Bruce Banner no se parece a ti o las cotorras que ahorran en el Rally de Escritores

De Moisés Lárez
Para Guillermo Geraldo

La verdad es que iba a ver Hulk en vez de escribir esto. No estoy blofeando, ni cayéndolos a cuento. No es mera casualidad. Iba a ver Hulk y por el parecido decidí meterle a esto de una vez.

Mi historia con el negro con leche es tan común como un marrón en la mañana. El pana había ido al mismo concurso que yo, al que lechúamente nos seleccionaron entre doscientos y pico. Si él era un negro con leche, todos lo éramos. Quizá no había negritos, ni marrones, podía haber teteros, como Jessica, que se sacó el primer lugar, o con leche y crema chantillí como Leo Riera que le metió cuento a todo el mundo, dizque si él fuera Dios un día, no sé qué vaina, al final Dariela y la otra pana se la comieron todo y metieron al bicho ahí entre los finalistas.

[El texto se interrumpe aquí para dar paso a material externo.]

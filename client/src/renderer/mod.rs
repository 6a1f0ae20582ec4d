mod input;
mod renderthing;

use input::InputMapper;
use libgame::{Game, config::LifeConfig, intent::Flow};
use renderthing::{
    Renderer,
    frame::{Color, RenderFrame},
    window::{FrameHandler, RendererWindowConfig},
};
use winit::event::WindowEvent;

const DEAD_COLOR: Color = [60, 60, 60, 255];
const ALIVE_COLOR: Color = [220, 220, 220, 255];
const GRID_LINE_COLOR: Color = [33, 33, 33, 255];

pub fn run(game: Game, config: LifeConfig) -> anyhow::Result<()> {
    let window_config = RendererWindowConfig {
        title: game.title(),
        width: config.world_width,
        height: config.world_height,
        target_fps: config.target_fps,
    };

    let view = LifeView {
        game,
        config,
        input: InputMapper::default(),
    };

    Renderer::new(window_config, view)?.run()
}

/// Owns the simulation for the lifetime of the window.
struct LifeView {
    game: Game,
    config: LifeConfig,
    input: InputMapper,
}

impl FrameHandler for LifeView {
    fn on_event(&mut self, event: &WindowEvent, cursor: Option<[u32; 2]>) -> Flow {
        let Some(intent) = self.input.map(event, cursor, &self.config) else {
            return Flow::Continue;
        };

        match self.game.apply(intent) {
            Ok(flow) => flow,
            Err(e) => {
                // The board is untouched on failure; keep running.
                log::error!("{:?}", anyhow::Error::from(e));
                Flow::Continue
            }
        }
    }

    fn on_frame(&mut self, mut frame: RenderFrame) {
        self.game.frame();
        draw(&self.game, &mut frame);
    }

    fn title(&self) -> String {
        self.game.title()
    }
}

fn draw(game: &Game, frame: &mut RenderFrame) {
    let board = &game.board;

    // Covers any strip the cells leave when the canvas isn't a multiple of the cell size.
    frame.fill(GRID_LINE_COLOR);

    for (index, rect) in board.cell_rects().into_iter().enumerate() {
        let color = if board.is_alive(index) {
            ALIVE_COLOR
        } else {
            DEAD_COLOR
        };

        frame.draw_square(rect.x, rect.y, rect.width, rect.height, color);
    }

    let spacing = board.cell_size().max(1) as usize;

    for x in (0..frame.width).step_by(spacing) {
        frame.draw_vline(x, GRID_LINE_COLOR);
    }

    for y in (0..frame.height).step_by(spacing) {
        frame.draw_hline(y, GRID_LINE_COLOR);
    }
}

#[cfg(test)]
mod tests {
    use libgame::{board::GameBoard, scheduler::StepScheduler};

    use super::*;
    use super::renderthing::frame::PIXEL_BITS;

    #[test]
    fn draws_cells_and_grid_lines() {
        let mut game = Game::new(GameBoard::new(2, 2, 4), StepScheduler::new(15));
        game.board.toggle_cell_at(3);

        let mut buffer = vec![0; 8 * 8 * PIXEL_BITS];
        let mut frame = RenderFrame {
            width: 8,
            height: 8,
            buffer: &mut buffer,
        };

        draw(&game, &mut frame);

        assert_eq!(frame.pixel(0, 0), Some(&GRID_LINE_COLOR));
        assert_eq!(frame.pixel(4, 2), Some(&GRID_LINE_COLOR));
        assert_eq!(frame.pixel(1, 1), Some(&DEAD_COLOR));
        assert_eq!(frame.pixel(6, 6), Some(&ALIVE_COLOR));
    }
}
use std::sync::Arc;

use libgame::intent::Flow;
use pixels::{Pixels, PixelsBuilder, SurfaceTexture, wgpu::TextureFormat};
use winit::{
    application::ApplicationHandler,
    dpi::{LogicalSize, PhysicalSize},
    event::WindowEvent,
    event_loop::ActiveEventLoop,
    window::{Window, WindowAttributes, WindowId},
};

use super::{frame::RenderFrame, sleeper::Sleeper};

/// What the window drives once per event and once per frame.
pub trait FrameHandler {
    /// Handles one window event. `cursor` is the canvas pixel under the mouse,
    /// if it's over the canvas.
    fn on_event(&mut self, event: &WindowEvent, cursor: Option<[u32; 2]>) -> Flow;

    /// Advances and draws one frame. All events queued before this frame have
    /// already been handled.
    fn on_frame(&mut self, frame: RenderFrame);

    fn title(&self) -> String;
}

pub struct RendererWindowConfig {
    pub title: String,
    pub width: u32,
    pub height: u32,
    pub target_fps: u64,
}

pub(super) struct RendererWindow<H> {
    config: RendererWindowConfig,
    handler: H,
    resumed_window: Option<ResumedWindow>,
    sleeper: Sleeper,
    cursor: Option<[u32; 2]>,
    shown_title: String,
}

impl<H> RendererWindow<H>
where
    H: FrameHandler,
{
    pub fn new(config: RendererWindowConfig, handler: H) -> Self {
        Self {
            sleeper: Sleeper::from_fps(config.target_fps),
            shown_title: config.title.clone(),
            config,
            handler,
            resumed_window: None,
            cursor: None,
        }
    }

    fn create_window(&self, event_loop: &ActiveEventLoop) -> anyhow::Result<ResumedWindow> {
        let window = Arc::new({
            let window_size = LogicalSize::new(self.config.width as f64, self.config.height as f64);

            event_loop.create_window(
                WindowAttributes::default()
                    .with_title(self.config.title.clone())
                    .with_inner_size(window_size)
                    .with_resizable(false),
            )?
        });

        // The pixel buffer always has the canvas size; pixels scales it onto
        // whatever surface size the platform hands us.
        let pixels = {
            let window_size = window.inner_size();

            let surface_texture =
                SurfaceTexture::new(window_size.width, window_size.height, window.clone());

            PixelsBuilder::new(self.config.width, self.config.height, surface_texture)
                .texture_format(TextureFormat::Rgba8UnormSrgb)
                .build()?
        };

        Ok(ResumedWindow { window, pixels })
    }
}

struct ResumedWindow {
    window: Arc<Window>,
    pixels: Pixels<'static>,
}

impl<H> ApplicationHandler for RendererWindow<H>
where
    H: FrameHandler,
{
    fn resumed(&mut self, event_loop: &ActiveEventLoop) {
        if self.resumed_window.is_some() {
            return;
        }

        match self.create_window(event_loop) {
            Ok(resumed_window) => {
                resumed_window.window.request_redraw();
                self.resumed_window = Some(resumed_window);
            }
            Err(e) => {
                log::error!("Creating window: {e:?}");
                event_loop.exit();
            }
        }
    }

    fn window_event(&mut self, event_loop: &ActiveEventLoop, _window_id: WindowId, event: WindowEvent) {
        let Some(ResumedWindow { window, pixels }) = self.resumed_window.as_mut() else {
            return;
        };

        match event {
            WindowEvent::RedrawRequested => {
                let next_frame = RenderFrame {
                    width: self.config.width,
                    height: self.config.height,
                    buffer: pixels.frame_mut(),
                };

                self.handler.on_frame(next_frame);

                if let Err(e) = pixels.render() {
                    log::error!("Rendering with pixels: {e}");
                    event_loop.exit();
                    return;
                }

                let title = self.handler.title();
                if title != self.shown_title {
                    window.set_title(&title);
                    self.shown_title = title;
                }

                // FIXME: Throttling inside the redraw handler also delays resize handling.
                self.sleeper.sleep();
                window.request_redraw();
            }
            WindowEvent::Resized(PhysicalSize { width, height }) => {
                if let Err(e) = pixels.resize_surface(width, height) {
                    log::error!("Resizing surface: {e}");
                }
                window.request_redraw();
            }
            WindowEvent::CursorMoved { position, .. } => {
                self.cursor = pixels
                    .window_pos_to_pixel((position.x as f32, position.y as f32))
                    .ok()
                    .map(|(x, y)| [x as u32, y as u32]);
            }
            WindowEvent::CursorLeft { .. } => self.cursor = None,
            _ => {}
        }

        if self.handler.on_event(&event, self.cursor) == Flow::Exit {
            event_loop.exit();
        }
    }
}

Yo siempre pensé que Guillermo era de la gente grande, de la otra dirección, Propatria, Palo Verde, la otra, chico. El pana, como todos, lo hacía muy bien. Nunca supe por qué Jessica —que conocía a todo el mundo de atrás, inexplicablemente, para mí, para Víctor Cuotto Drax y para la otra chama que no fue más nunca que era de la católica— le llamaba el Gigante Verde, sí el pana era grande pues, podía ser de la línea 2, pero en realidad era de la 1, pues. Digo, porque la 2 es verdecita, pero en el concurso no había línea 2 ni 1, lo que había era dirección Propatria y Palo Verde, algo más cool, pero más discriminatorio, pues. Quizá había que hacerlo que si los chiquitos línea 1 y los grandes línea 2. Así la línea donde vive Leo Riera iba a tener representación, pero si era así, seguro Noelia se iba a quejar, que ella no estaba representada, ¡pero Noelia, tú eres de Guatire (o Guarenas) y esta vaina es de la Alcaldía Mayor! Dígame Maryfel, la vaina iba a tener que llamarse, Terminal de La Bandera, los que eran grandes y Terminal de Oriente pa’ los chiquitos, así probablemente sí iba a servir, pero alguno iba a decir que nunca había estado en esos terminales, probablemente Paula, margariteña, iba a pelear que qué sentido tiene poner los terminales si eso lo que hace es promover salir de Caracas, si lo que quiere el Rally es que la gente esté adentro y ame la ciudad y tal, entonces, por eso seguro Dariela pensó que lo mejor era poner dirección Propatria y Palo Verde, porque en esas cualquiera se ha montado.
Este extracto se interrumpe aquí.